A method for training a neural network to detect the drop and removal of inventory items by a subject in an area of real space, including: using a plurality of cameras to generate individual sequences of images of script actors, the script actors performing Poses with inventory items in corresponding viewing domains in the real space; and use the sequences of images of script actors to train neural networks to identify the pose of the subject and the representations in the sequences with the images These posture-related inventory items are used to detect the drop and removal of inventory items.

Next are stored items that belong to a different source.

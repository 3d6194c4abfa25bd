//! YouTube Data API adapter.

use std::time::Duration;

use async_trait::async_trait;
use reqwest::{Client, StatusCode};
use serde::Deserialize;
use tracing::trace;

use livewatch_core::config::YouTubeConfig;
use livewatch_core::error::AppError;
use livewatch_core::result::AppResult;
use livewatch_core::traits::{AdapterError, PlatformAdapter};
use livewatch_core::types::{LiveStatus, Platform};

use crate::http::{build_client, classify_status, map_request_error};

/// Error reasons YouTube uses for quota exhaustion.
const QUOTA_REASONS: &[&str] = &[
    "quotaExceeded",
    "rateLimitExceeded",
    "dailyLimitExceeded",
    "userRateLimitExceeded",
];

#[derive(Debug, Deserialize)]
struct SearchResponse {
    #[serde(default)]
    items: Vec<SearchItem>,
}

#[derive(Debug, Deserialize)]
struct SearchItem {
    #[serde(default)]
    snippet: Option<Snippet>,
}

#[derive(Debug, Deserialize)]
#[serde(rename_all = "camelCase")]
struct Snippet {
    #[serde(default)]
    title: Option<String>,
    #[serde(default)]
    live_broadcast_content: Option<String>,
}

#[derive(Debug, Deserialize)]
struct ErrorEnvelope {
    error: ErrorBody,
}

#[derive(Debug, Deserialize)]
struct ErrorBody {
    #[serde(default)]
    errors: Vec<ErrorDetail>,
}

#[derive(Debug, Deserialize)]
struct ErrorDetail {
    #[serde(default)]
    reason: String,
}

/// Checks channels by searching for a live broadcast owned by the channel id.
#[derive(Debug, Clone)]
pub struct YouTubeAdapter {
    client: Client,
    api_key: String,
    api_base: String,
}

impl YouTubeAdapter {
    /// Create the adapter from configuration.
    pub fn new(config: &YouTubeConfig, timeout: Duration) -> AppResult<Self> {
        if config.api_key.trim().is_empty() {
            return Err(AppError::configuration(
                "platforms.youtube.api_key is required",
            ));
        }

        Ok(Self {
            client: build_client(timeout)?,
            api_key: config.api_key.clone(),
            api_base: config.api_base.trim_end_matches('/').to_string(),
        })
    }
}

/// Decode a search response. Any item still flagged `live` means the channel
/// is broadcasting.
pub fn parse_search(body: &str) -> Result<LiveStatus, AdapterError> {
    let parsed: SearchResponse = serde_json::from_str(body)
        .map_err(|e| AdapterError::InvalidResponse(format!("youtube search: {e}")))?;

    let status = parsed
        .items
        .into_iter()
        .filter_map(|item| item.snippet)
        .find(|snippet| snippet.live_broadcast_content.as_deref() == Some("live"))
        .map(|snippet| LiveStatus::live(snippet.title))
        .unwrap_or_else(LiveStatus::offline);
    Ok(status)
}

/// Whether a 403 body reports quota exhaustion rather than a bad key.
pub fn is_quota_error(body: &str) -> bool {
    serde_json::from_str::<ErrorEnvelope>(body)
        .map(|envelope| {
            envelope
                .error
                .errors
                .iter()
                .any(|detail| QUOTA_REASONS.contains(&detail.reason.as_str()))
        })
        .unwrap_or(false)
}

#[async_trait]
impl PlatformAdapter for YouTubeAdapter {
    fn platform(&self) -> Platform {
        Platform::YouTube
    }

    async fn check_live(&self, handle: &str) -> Result<LiveStatus, AdapterError> {
        let response = self
            .client
            .get(format!("{}/search", self.api_base))
            .query(&[
                ("part", "snippet"),
                ("channelId", handle),
                ("eventType", "live"),
                ("type", "video"),
                ("maxResults", "1"),
                ("key", self.api_key.as_str()),
            ])
            .send()
            .await
            .map_err(map_request_error)?;

        let status = response.status();
        if !status.is_success() {
            let headers = response.headers().clone();
            let body = response.text().await.unwrap_or_default();
            if status == StatusCode::FORBIDDEN && is_quota_error(&body) {
                return Err(AdapterError::RateLimited {
                    retry_after_secs: None,
                });
            }
            // API keys do not expire, so a 401 is a credential problem.
            if status == StatusCode::UNAUTHORIZED {
                return Err(AdapterError::Unauthorized(body));
            }
            return Err(classify_status(status, &headers, &body));
        }

        let body = response.text().await.map_err(map_request_error)?;
        let live = parse_search(&body)?;
        trace!(handle, is_live = live.is_live, "YouTube check complete");
        Ok(live)
    }
}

A method for tracking down and removing inventory items of a subject in an area of real space, including: using an image recognition engine to identify the subject and the inventory items in the area of the real space represented in the sequences by the subject Drop and remove; and display a graphic that shows a map of subjects in that area of real space, including colored images that represent individual subjects, and includes assigning colors based on the status of those individual subjects Give those colored images.

A method for tracking down and removing inventory items of a subject in an area of real space, including: using an image recognition engine to identify the subject and the inventory items in the area of the real space represented in the sequences by the subject Drop and remove; and assign those inventory items to individual subjects; display a graphic that is a map of the subject in the area showing real space, including its colored image representing the individual subject, and includes The level of confidence that their inventory items assigned to the respective subjects are correctly identified to assign colors to the colored images.

A method for a subject to drop and take inventory items in an area that tracks real space in a store with store inventory, including: using an image recognition engine to identify the real space represented in the sequences of the subject and the image of the area The inventory items of the entity are dropped and taken away; and the inventory items are assigned to individual entities; and the measured drop and taken are used to generate an inventory of the store.

A method for detecting a directional impression of a subject in a region of real space, comprising: using an image processor to process a sequence of images to identify the subject in the region, and to determine the direction of gaze of the identified subject.